# My first attempt at scraping a gib



## vettebob (Jul 24, 2013)

This is my first attempt at scraping anything. It may not look pretty but I have good contact over the entire length of the gib to the column of my Bridgeport. Deflection with a DTI locking and unlocking the knee gib is just under.0005. Down from over .004 with the old gib. I imagine I'll have to adjust the gib screw as everything wears in.  Maybe I can host one of Rich's scraping classes next year and learn how to do it properly.  BOB

PS here's a pic for suggestions.


----------



## Richard King (Jul 24, 2013)

It looks good for the first time  I would suggest you cut the oil grove a bit deeper.  Did you grind a long groove on the back side to line up with the oiler / grease hole?   Did you cut the groove with a hack saw and file it or mill it ?   Did you check both ends like I showed using an indicator and mag base?  Be sure the center 40% is approx. .001" low so it doesn't rock in the middle and wears better.  If it's flat and as the dirt works in from the ends it will get high in the middle.  I am always looking for hosts especially in MO where my lake cabin is  :thumbsup:
Rich


----------



## vettebob (Jul 24, 2013)

I milled the slot in and cut a slot on the back side for the oil hole to line up.
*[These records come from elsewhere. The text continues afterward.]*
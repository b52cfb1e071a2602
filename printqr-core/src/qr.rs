//! Thin wrapper over the `qrcode` crate.
//!
//! Builds the QR symbol with the configured error-correction level and
//! version, renders it to a grayscale image at the configured module size
//! and quiet zone, and produces a half-block unicode preview for the
//! terminal.

use image::{GrayImage, Luma};
use qrcode::render::unicode;
use qrcode::{Color, EcLevel, QrCode, Version};

use crate::config::{ErrorCorrection, QrStyle, QrVersion};
use crate::error::{CoreError, CoreResult};

impl From<ErrorCorrection> for EcLevel {
    fn from(level: ErrorCorrection) -> Self {
        match level {
            ErrorCorrection::Low => EcLevel::L,
            ErrorCorrection::Medium => EcLevel::M,
            ErrorCorrection::Quartile => EcLevel::Q,
            ErrorCorrection::High => EcLevel::H,
        }
    }
}

pub struct Qr {
    code: QrCode,
}

/// Builds a QR symbol for the payload, either fitting the version to the
/// data or forcing the configured one.
pub fn build(payload: &str, style: &QrStyle) -> CoreResult<Qr> {
    let ec = style.error_correction.into();
    let code = match style.version {
        QrVersion::Auto => QrCode::with_error_correction_level(payload, ec),
        QrVersion::Fixed(n) => QrCode::with_version(payload, Version::Normal(i16::from(n)), ec),
    }
    .map_err(|e| CoreError::Qr(e.to_string()))?;
    Ok(Qr { code })
}

impl Qr {
    /// Symbol version actually used (1-40).
    pub fn version_number(&self) -> i16 {
        match self.code.version() {
            Version::Normal(n) | Version::Micro(n) => n,
        }
    }

    /// Modules per side, excluding the quiet zone.
    pub fn module_count(&self) -> u32 {
        self.code.width() as u32
    }

    /// Renders the symbol into a grayscale image. Module colors are drawn
    /// by hand so the image dimensions follow directly from the style.
    pub fn to_image(&self, style: &QrStyle) -> GrayImage {
        let module_size = style.module_size;
        let border = style.border;
        let modules = self.module_count();
        let size = (modules + border * 2) * module_size;

        let mut image = GrayImage::from_pixel(size, size, Luma([255]));

        for (i, color) in self.code.to_colors().iter().enumerate() {
            if *color != Color::Dark {
                continue;
            }
            let x = (i as u32) % modules;
            let y = (i as u32) / modules;
            let px = (border + x) * module_size;
            let py = (border + y) * module_size;
            for dy in 0..module_size {
                for dx in 0..module_size {
                    image.put_pixel(px + dx, py + dy, Luma([0]));
                }
            }
        }

        image
    }

    /// Half-block unicode rendering for the terminal preview.
    pub fn to_unicode(&self) -> String {
        self.code
            .render::<unicode::Dense1x2>()
            .quiet_zone(false)
            .build()
    }
}
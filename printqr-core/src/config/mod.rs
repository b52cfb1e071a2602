//! Layered configuration for label generation.
//!
//! Built-in defaults are embedded as TOML and deep-merged with the first
//! user file found: `./pqr.toml`, then `~/.pqr/config.toml`. The
//! `[print-settings]` table pre-fills default values for the print-setting
//! registry and is validated against the catalog.

use std::fmt;
use std::fs;
use std::path::PathBuf;

use serde::{Deserialize, Serialize};

use crate::artifacts::StringTransform;
use crate::encode::Encoding;
use crate::error::{CoreError, CoreResult};
use crate::settings::PrintSettings;

const DEFAULTS_TOML: &str = include_str!("defaults.toml");

pub const USER_DATA_DIR_NAME: &str = ".pqr";
pub const CONFIG_FILE_NAME: &str = "config.toml";
pub const LOCAL_CONFIG_FILE_NAME: &str = "pqr.toml";
pub const HISTORY_FILE_NAME: &str = "history.toml";

pub const QR_VERSION_MIN: u8 = 1;
pub const QR_VERSION_MAX: u8 = 40;

#[derive(Debug, Clone, Serialize, Deserialize)]
#[serde(rename_all = "kebab-case")]
pub struct Config {
    pub options: Options,
    pub templates: Templates,
    pub qr: QrStyle,
    pub caption: CaptionStyle,
    /// Default print-setting values, validated against the catalog.
    #[serde(default)]
    pub print_settings: toml::Table,
}

#[derive(Debug, Clone, Serialize, Deserialize)]
#[serde(rename_all = "kebab-case")]
pub struct Options {
    pub add_caption: bool,
    pub add_date: bool,
    pub add_units: bool,
    pub encoding: Encoding,
}

#[derive(Debug, Clone, Serialize, Deserialize)]
#[serde(rename_all = "kebab-case")]
pub struct Templates {
    pub filename: String,
    pub caption_line_one: String,
    pub caption_line_two: String,
    /// strftime template used to stamp the date setting.
    pub date: String,
    #[serde(default)]
    pub filename_transforms: Vec<StringTransform>,
}

#[derive(Debug, Clone, Serialize, Deserialize)]
#[serde(rename_all = "kebab-case")]
pub struct QrStyle {
    pub format: ImageFormat,
    pub version: QrVersion,
    pub error_correction: ErrorCorrection,
    /// Pixel size of one QR module.
    pub module_size: u32,
    /// Quiet-zone width in modules.
    pub border: u32,
}

impl QrStyle {
    /// Quiet-zone thickness in pixels, also used as the caption margin.
    pub fn border_px(&self) -> u32 {
        self.border * self.module_size
    }
}

#[derive(Debug, Clone, Serialize, Deserialize)]
#[serde(rename_all = "kebab-case")]
pub struct CaptionStyle {
    pub font_size_max: u32,
    pub padding_top: u32,
    pub padding_bottom: u32,
    pub line_spacing: u32,
    /// Optional path to a TTF font overriding the embedded one.
    #[serde(default)]
    pub font: Option<PathBuf>,
}

#[derive(Debug, Clone, Copy, PartialEq, Eq, Serialize, Deserialize)]
#[serde(rename_all = "lowercase")]
pub enum ImageFormat {
    Png,
    Jpg,
}

impl ImageFormat {
    pub fn extension(self) -> &'static str {
        match self {
            ImageFormat::Png => "png",
            ImageFormat::Jpg => "jpg",
        }
    }
}

#[derive(Debug, Clone, Copy, PartialEq, Eq, Serialize, Deserialize)]
#[serde(rename_all = "lowercase")]
pub enum ErrorCorrection {
    Low,
    Medium,
    Quartile,
    High,
}

/// QR symbol version: fixed 1..=40 or fit-to-data.
#[derive(Debug, Clone, Copy, PartialEq, Eq)]
pub enum QrVersion {
    Auto,
    Fixed(u8),
}

impl fmt::Display for QrVersion {
    fn fmt(&self, f: &mut fmt::Formatter<'_>) -> fmt::Result {
        match self {
            QrVersion::Auto => f.write_str("auto"),
            QrVersion::Fixed(n) => write!(f, "{n}"),
        }
    }
}

impl Serialize for QrVersion {
    fn serialize<S: serde::Serializer>(&self, serializer: S) -> Result<S::Ok, S::Error> {
        match self {
            QrVersion::Auto => serializer.serialize_str("auto"),
            QrVersion::Fixed(n) => serializer.serialize_u8(*n),
        }
    }
}

impl<'de> Deserialize<'de> for QrVersion {
    fn deserialize<D: serde::Deserializer<'de>>(deserializer: D) -> Result<Self, D::Error> {
        #[derive(Deserialize)]
        #[serde(untagged)]
        enum Raw {
            Number(u8),
            Text(String),
        }

        match Raw::deserialize(deserializer)? {
            Raw::Number(n) => Ok(QrVersion::Fixed(n)),
            Raw::Text(s) if s == "auto" => Ok(QrVersion::Auto),
            Raw::Text(s) => Err(serde::de::Error::custom(format!(
                "QR version must be 'auto' or {QR_VERSION_MIN}-{QR_VERSION_MAX}, got '{s}'"
            ))),
        }
    }
}

impl Config {
    /// Built-in defaults only.
    pub fn defaults() -> CoreResult<Config> {
        let config: Config = toml::from_str(DEFAULTS_TOML)
            .map_err(|e| CoreError::ConfigValidation(format!("built-in defaults: {e}")))?;
        Ok(config)
    }

    /// Loads configuration, merging the user file over the defaults when
    /// `use_user` is set.
    pub fn load(use_user: bool) -> CoreResult<Config> {
        let mut table: toml::Table = toml::from_str(DEFAULTS_TOML)
            .map_err(|e| CoreError::ConfigValidation(format!("built-in defaults: {e}")))?;

        if use_user {
            if let Some(path) = find_user_file() {
                let text = fs::read_to_string(&path).map_err(|e| CoreError::ConfigRead {
                    path: path.clone(),
                    message: e.to_string(),
                })?;
                let user: toml::Table =
                    toml::from_str(&text).map_err(|e| CoreError::ConfigRead {
                        path: path.clone(),
                        message: e.to_string(),
                    })?;
                merge_tables(&mut table, user);
            }
        }

        let config: Config = toml::Value::Table(table)
            .try_into()
            .map_err(|e| CoreError::ConfigValidation(e.to_string()))?;
        config.validate()?;
        config.validate_print_settings(&PrintSettings::load()?)?;
        Ok(config)
    }

    /// Structural validation beyond what serde enforces.
    pub fn validate(&self) -> CoreResult<()> {
        if let QrVersion::Fixed(n) = self.qr.version {
            if !(QR_VERSION_MIN..=QR_VERSION_MAX).contains(&n) {
                return Err(CoreError::ConfigValidation(format!(
                    "qr.version must be {QR_VERSION_MIN}-{QR_VERSION_MAX}, got {n}"
                )));
            }
        }
        if self.qr.module_size == 0 {
            return Err(CoreError::ConfigValidation(
                "qr.module-size must be at least 1".to_string(),
            ));
        }
        if self.caption.font_size_max == 0 {
            return Err(CoreError::ConfigValidation(
                "caption.font-size-max must be at least 1".to_string(),
            ));
        }
        Ok(())
    }

    /// Checks the `[print-settings]` overrides against the catalog without
    /// touching the live registry.
    pub fn validate_print_settings(&self, settings: &PrintSettings) -> CoreResult<()> {
        let mut probe = settings.clone();
        probe.update_from_table(&self.print_settings)
    }

    /// Applies the `[print-settings]` defaults to the registry.
    pub fn apply_print_settings(&self, settings: &mut PrintSettings) -> CoreResult<()> {
        settings.update_from_table(&self.print_settings)
    }

    /// Contents written by `pqr init`: a short banner over the defaults.
    pub fn default_file_contents() -> String {
        let banner = "\
# pqr user configuration
#
# Values here override the built-in defaults. Any key left out keeps its
# default. The [print-settings] table pre-fills prompt defaults; run
# `pqr info fields` for the available keys.
";
        format!("{banner}\n{DEFAULTS_TOML}")
    }
}

/// First user config file found: `./pqr.toml`, then `~/.pqr/config.toml`.
pub fn find_user_file() -> Option<PathBuf> {
    let local = PathBuf::from(LOCAL_CONFIG_FILE_NAME);
    if local.exists() {
        return Some(local);
    }
    let user = user_config_path().ok()?;
    if user.exists() {
        return Some(user);
    }
    None
}

/// User data directory (`~/.pqr`).
pub fn user_data_dir() -> CoreResult<PathBuf> {
    dirs::home_dir()
        .map(|home| home.join(USER_DATA_DIR_NAME))
        .ok_or_else(|| {
            CoreError::ConfigValidation("could not determine the home directory".to_string())
        })
}

pub fn user_config_path() -> CoreResult<PathBuf> {
    Ok(user_data_dir()?.join(CONFIG_FILE_NAME))
}

pub fn history_path() -> CoreResult<PathBuf> {
    Ok(user_data_dir()?.join(HISTORY_FILE_NAME))
}

fn merge_tables(base: &mut toml::Table, overrides: toml::Table) {
    for (key, value) in overrides {
        match (base.get_mut(&key), value) {
            (Some(toml::Value::Table(base_table)), toml::Value::Table(override_table)) => {
                merge_tables(base_table, override_table);
            }
            (_, value) => {
                base.insert(key, value);
            }
        }
    }
}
Rich I'm planning on going to the lake of the Ozarks in a couple of months)


----------



## vettebob (Jul 25, 2013)

Rich To line up the oil hole I installed the Gib then removed the oil fitting and transfer punched the oil hole location on to the gib. Then removed the gib and drilled the hole through the gib cut a groove 1/2 inch above and below the oil hole and cut the oil groove on the front side with a cut off wheel.


----------